2. A centrifugal oil cleaner as claimed in claim 1 including a plurality of said outlet nozzles mounted on the inner half of the radius of said rotor and said nozzles are each provided with outlet openings.
3. A centrifugal oil cleaner as claimed in claim 2 wherein said nozzles are mounted on opposite sides of the rotational axis of said rotor and said openings extend in a similar direction for guiding the oil in such a manner that it obtains a substantially tangential direction for rotating said rotor.
4. A centrifugal oil cleaner as claimed in claim 3 including a plurality of blades attached to and extending above said disc and extending radially of said rotor for assisting in the flow of the oil inwardly and upwardly to said nozzles.
5. A centrifugal oil cleaner as claimed in claim 1 including means providing a suction passageway axially of said rotor and through said housing and at least four tubes connected to said rotor and extending radially outwardly from the axis of said rotor towards and close to said rotor sidewall and each of said tubes communicating with said suction passageway for the removal of the oil contaminations collected in said rotor.
Description

The present invention relates to an oil cleaner of centrifugal type, including a rotor whereby the rotor is mounted in a housing comprising supply and discharge channels for the oil.

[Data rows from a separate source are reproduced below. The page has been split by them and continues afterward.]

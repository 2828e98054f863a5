//! Per-user lock registry
//!
//! Every user id maps to exactly one [`UserLock`], created on first use and
//! kept for the life of the process. Mutations for a user run while holding
//! that user's lock; different users never share a lock, so they never wait
//! on each other.
//!
//! # Fairness
//!
//! The lock is a `parking_lot` mutex released with a fair unlock: the lock is
//! handed directly to the thread that has been parked the longest, so
//! contending callers are served in arrival order and a hot user cannot
//! starve anyone.
//!
//! # Memory
//!
//! Entries are never evicted. The map grows with the number of distinct
//! users that have ever mutated a balance, one small allocation each.

use crate::{types::UserId, Error, Result};
use dashmap::DashMap;
use parking_lot::lock_api::ArcMutexGuard;
use parking_lot::{Mutex, RawMutex};
use std::fmt;
use std::sync::Arc;
use std::time::Duration;

/// Exclusive lock for a single user
#[derive(Clone)]
pub struct UserLock {
    user_id: UserId,
    mutex: Arc<Mutex<()>>,
}

impl UserLock {
    fn new(user_id: UserId) -> Self {
        Self {
            user_id,
            mutex: Arc::new(Mutex::new(())),
        }
    }

    /// User this lock belongs to
    pub fn user_id(&self) -> UserId {
        self.user_id
    }

    /// Block until the lock is held
    pub fn lock(&self) -> UserLockGuard {
        UserLockGuard {
            user_id: self.user_id,
            guard: Some(self.mutex.lock_arc()),
        }
    }

    /// Block for at most `timeout`
    pub fn try_lock_for(&self, timeout: Duration) -> Option<UserLockGuard> {
        self.mutex.try_lock_arc_for(timeout).map(|guard| UserLockGuard {
            user_id: self.user_id,
            guard: Some(guard),
        })
    }

    /// Whether some thread currently holds the lock
    pub fn is_locked(&self) -> bool {
        self.mutex.is_locked()
    }

    /// Whether both handles refer to the same underlying lock
    pub fn same_as(&self, other: &UserLock) -> bool {
        Arc::ptr_eq(&self.mutex, &other.mutex)
    }
}

impl fmt::Debug for UserLock {
    fn fmt(&self, f: &mut fmt::Formatter<'_>) -> fmt::Result {
        f.debug_struct("UserLock")
            .field("user_id", &self.user_id)
            .field("locked", &self.is_locked())
            .finish()
    }
}

/// Held user lock. Released (fairly) on drop.
pub struct UserLockGuard {
    user_id: UserId,
    guard: Option<ArcMutexGuard<RawMutex, ()>>,
}

impl UserLockGuard {
    /// User whose lock is held
    pub fn user_id(&self) -> UserId {
        self.user_id
    }

    /// Release the lock now
    pub fn release(self) {
        drop(self);
    }
}

impl Drop for UserLockGuard {
    fn drop(&mut self) {
        if let Some(guard) = self.guard.take() {
            ArcMutexGuard::unlock_fair(guard);
            tracing::trace!(user_id = %self.user_id, "User lock released");
        }
    }
}

impl fmt::Debug for UserLockGuard {
    fn fmt(&self, f: &mut fmt::Formatter<'_>) -> fmt::Result {
        f.debug_struct("UserLockGuard")
            .field("user_id", &self.user_id)
            .finish()
    }
}

/// Registry handing out one lock per user
#[derive(Debug, Default)]
pub struct LockRegistry {
    locks: DashMap<UserId, UserLock>,
}

impl LockRegistry {
    /// Create an empty registry
    pub fn new() -> Self {
        Self::default()
    }

    /// Get the user's lock, creating it on first access.
    ///
    /// Concurrent first calls for the same user all observe the same lock:
    /// creation goes through the map's entry API, which holds the shard
    /// write lock across the absent-check and the insert.
    pub fn lock_for(&self, user_id: UserId) -> UserLock {
        if let Some(existing) = self.locks.get(&user_id) {
            return existing.value().clone();
        }

        // The entry guard must be dropped before the caller blocks on the
        // user lock, otherwise every user in the same shard would stall.
        self.locks
            .entry(user_id)
            .or_insert_with(|| {
                tracing::debug!(user_id = %user_id, "Created user lock");
                UserLock::new(user_id)
            })
            .value()
            .clone()
    }

    /// Block until the user's lock is held
    pub fn acquire(&self, user_id: UserId) -> UserLockGuard {
        self.lock_for(user_id).lock()
    }

    /// Acquire with an optional bound on the wait
    pub fn acquire_within(
        &self,
        user_id: UserId,
        timeout: Option<Duration>,
    ) -> Result<UserLockGuard> {
        let lock = self.lock_for(user_id);

        match timeout {
            None => Ok(lock.lock()),
            Some(timeout) => lock.try_lock_for(timeout).ok_or_else(|| {
                tracing::warn!(
                    user_id = %user_id,
                    timeout_ms = timeout.as_millis() as u64,
                    "Timed out waiting for user lock"
                );
                Error::LockTimeout {
                    user_id: user_id.get(),
                    waited_ms: timeout.as_millis() as u64,
                }
            }),
        }
    }

    /// Number of users that have a lock
    pub fn len(&self) -> usize {
        self.locks.len()
    }

    /// Whether no lock has been created yet
    pub fn is_empty(&self) -> bool {
        self.locks.is_empty()
    }
}

#[cfg(test)]
mod tests {
    use super::*;
    use std::sync::Barrier;
    use std::thread;
    use std::time::Instant;

    fn user(id: i64) -> UserId {
        UserId::new(id).unwrap()
    }

    #[test]
    fn test_same_user_same_lock() {
        let registry = LockRegistry::new();

        let first = registry.lock_for(user(1));
        let second = registry.lock_for(user(1));
        let other = registry.lock_for(user(2));

        assert!(first.same_as(&second));
        assert!(!first.same_as(&other));
        assert_eq!(registry.len(), 2);
    }

    #[test]
    fn test_concurrent_first_access_creates_one_lock() {
        let registry = Arc::new(LockRegistry::new());
        let barrier = Arc::new(Barrier::new(16));

        let handles: Vec<_> = (0..16)
            .map(|_| {
                let registry = Arc::clone(&registry);
                let barrier = Arc::clone(&barrier);
                thread::spawn(move || {
                    barrier.wait();
                    registry.lock_for(user(99))
                })
            })
            .collect();

        let locks: Vec<UserLock> = handles.into_iter().map(|h| h.join().unwrap()).collect();

        assert_eq!(registry.len(), 1);
        assert!(locks.iter().all(|lock| lock.same_as(&locks[0])));
    }

    #[test]
    fn test_guard_releases_on_drop() {
        let registry = LockRegistry::new();
        let lock = registry.lock_for(user(1));

        let guard = registry.acquire(user(1));
        assert!(lock.is_locked());
        assert_eq!(guard.user_id(), user(1));

        guard.release();
        assert!(!lock.is_locked());
    }

    #[test]
    fn test_waiters_served_in_arrival_order() {
        let registry = Arc::new(LockRegistry::new());
        let order = Arc::new(Mutex::new(Vec::new()));

        let held = registry.acquire(user(1));

        let mut handles = Vec::new();
        for i in 0..5 {
            let registry = Arc::clone(&registry);
            let order = Arc::clone(&order);
            handles.push(thread::spawn(move || {
                let _guard = registry.acquire(user(1));
                order.lock().push(i);
            }));
            // Give each waiter time to park before the next one arrives
            thread::sleep(Duration::from_millis(20));
        }

        held.release();
        for handle in handles {
            handle.join().unwrap();
        }

        assert_eq!(*order.lock(), vec![0, 1, 2, 3, 4]);
    }

    #[test]
    fn test_acquire_within_times_out() {
        let registry = LockRegistry::new();
        let _held = registry.acquire(user(5));

        let start = Instant::now();
        let result = thread::scope(|s| {
            // Guards are not `Send`; only the outcome leaves the thread
            s.spawn(|| {
                registry
                    .acquire_within(user(5), Some(Duration::from_millis(30)))
                    .map(|_| ())
            })
            .join()
            .unwrap()
        });

        assert!(matches!(
            result,
            Err(Error::LockTimeout { user_id: 5, waited_ms: 30 })
        ));
        assert!(start.elapsed() >= Duration::from_millis(30));
    }

    #[test]
    fn test_different_users_do_not_block() {
        let registry = LockRegistry::new();
        let _held = registry.acquire(user(1));

        let acquired = thread::scope(|s| {
            s.spawn(|| {
                registry
                    .acquire_within(user(2), Some(Duration::from_millis(100)))
                    .is_ok()
            })
            .join()
            .unwrap()
        });

        assert!(acquired);
    }
}
/// Compile a content expression into a deterministic automaton. `resolve`
/// maps a type or group name to the matching node type indices.
pub(crate) fn compile_expr<F>(expr: &str, resolve: &F) -> Result<Dfa, SchemaError>
where
    F: Fn(&str) -> Option<Vec<usize>>,
{
    let trimmed = expr.trim();
    if trimmed.is_empty() {
        return Ok(Dfa {
            states: vec![DfaState {
                accept: true,
                edges: vec![],
            }],
        });
    }
    let mut stream = TokenStream::new(expr, trimmed);
    let parsed = parse_expr(&mut stream, resolve)?;
    if stream.peek().is_some() {
        return Err(stream.error("unexpected trailing input"));
    }
    let nfa = build_nfa(&parsed);
    let dfa = build_dfa(&nfa);
    tracing::debug!(
        expr,
        nfa_states = nfa.states.len(),
        dfa_states = dfa.states.len(),
        "compiled content expression"
    );
    Ok(dfa)
}

enum Expr {
    Choice(Vec<Expr>),
    Seq(Vec<Expr>),
    Star(Box<Expr>),
    Plus(Box<Expr>),
    Opt(Box<Expr>),
    Range {
        min: usize,
        max: Option<usize>,
        inner: Box<Expr>,
    },
    Name(Vec<usize>),
}

struct TokenStream<'a> {
    expr: &'a str,
    tokens: Vec<&'a str>,
    pos: usize,
}

impl<'a> TokenStream<'a> {
    fn new(expr: &'a str, trimmed: &'a str) -> Self {
        let mut tokens = vec![];
        let mut rest = trimmed;
        while !rest.is_empty() {
            rest = rest.trim_start();
            if rest.is_empty() {
                break;
            }
            let word_len = rest
                .find(|c: char| !(c.is_alphanumeric() || c == '_'))
                .unwrap_or(rest.len());
            let len = if word_len == 0 {
                rest.chars().next().map(char::len_utf8).unwrap_or(0)
            } else {
                word_len
            };
            tokens.push(&rest[..len]);
            rest = &rest[len..];
        }
        TokenStream {
            expr,
            tokens,
            pos: 0,
        }
    }

    fn peek(&self) -> Option<&'a str> {
        self.tokens.get(self.pos).copied()
    }

    fn eat(&mut self, token: &str) -> bool {
        if self.peek() == Some(token) {
            self.pos += 1;
            true
        } else {
            false
        }
    }

    fn error(&self, message: &str) -> SchemaError {
        SchemaError::ContentExpression {
            expr: self.expr.to_owned(),
            message: message.to_owned(),
        }
    }
}

fn parse_expr<F>(stream: &mut TokenStream, resolve: &F) -> Result<Expr, SchemaError>
where
    F: Fn(&str) -> Option<Vec<usize>>,
{
    let mut exprs = vec![parse_expr_seq(stream, resolve)?];
    while stream.eat("|") {
        exprs.push(parse_expr_seq(stream, resolve)?);
    }
    if exprs.len() == 1 {
        Ok(exprs.pop().expect("one expression"))
    } else {
        Ok(Expr::Choice(exprs))
    }
}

A great number of oil cleaners of centrifugal type are previously known, and all of these have in common a drawback in that they only clean the oil to a lesser extent and thereby they usually only pick up the more heavy contaminants of the oil. Often, this incomplete cleaning is due to the fact that too low a speed is imparted to the oil by the rotation thereof, and thus, only the heaviest particles are thrown towards the periphery and thereby are separated from the oil. As a result thereof in the most cases the oil must be exchanged for relatively short intervals, which contributes to high costs as well as great environmental problems and a waste of the energy sources of the earth.

The object of the present invention is to eliminate the disadvantages mentioned above and other drawbacks in previously known oil cleaners of centrifugal type, which object is achieved by an oil cleaner which has the characteristics disclosed in the following claims, whereby an oil cleaner is obtained which at the same time saves interchange of, oil over substantially the whole life of for example, an internal combustion engine. In this context it may be noted that the oil cleaner according to the present invenion also is useful for example to separate water from oil, contaminations from oil for cooking purposes used in catering and in industrial food cooking due to the high efficiancy of the oil cleaner and the cleaner is also used to separate a number of other similar contaminations from oil and furthermore, the oil cleaner may be adapted to several different fields of uses wherein contaminations are to be separated from oils such as transformer oil or the like.

Further advantages and objects of the oil cleaner according to the present invention will be understood from the following description which, with reference to the accompanying drawing discloses an examplifying embodiment of the invention and the oil cleaner is in this case connected to some kind of internal combustion engine, preferably bigger than the usual car engine.

In the drawing the oil cleaner according to the invention is shown in section.

Reference numeral 1 designates a cylindrical housing provided with a releasable cap 2 by means of clamping means 3 or corresponding elements. The housing 1 includes a base plate 4 provided with at least one suitably shaped inlet channel 5 and an outlet channel 6. Hereby, the inlet channel 5 leads to a central inflow bore 7 in the axle 8 of a cylindrical rotor 10 rotatably journalled in the housing 1 by means of a ball bearing 9, which rotor also is provided with a releasable cap 11 to permit the cleaning of the rotor 10. The lower portion of the interior, closed space of the rotor 10 is provided with radial inlet-openings and a horizontal guiding disc 14 is mounted above these inlets and integrally provided with two wings or blades 13, and said guiding disc has a downwardly directed conical portion 15 at the outer radial part thereof to downwardly/outwardly guide the oil flowing therethrough. A narrow gap 15' is defined between the conical portion 15 of the guiding disc and the bottom of the rotor 10. Two or more outlet nozzles 16 are provided in the cap 11 of the rotor 10 and said nozzles have substantially tangential outlet openings 17 located perpendicular to the radius from the center of cap 11 to the center of each nozzle 16 in such a manner that the rotor is given a high rotational speed.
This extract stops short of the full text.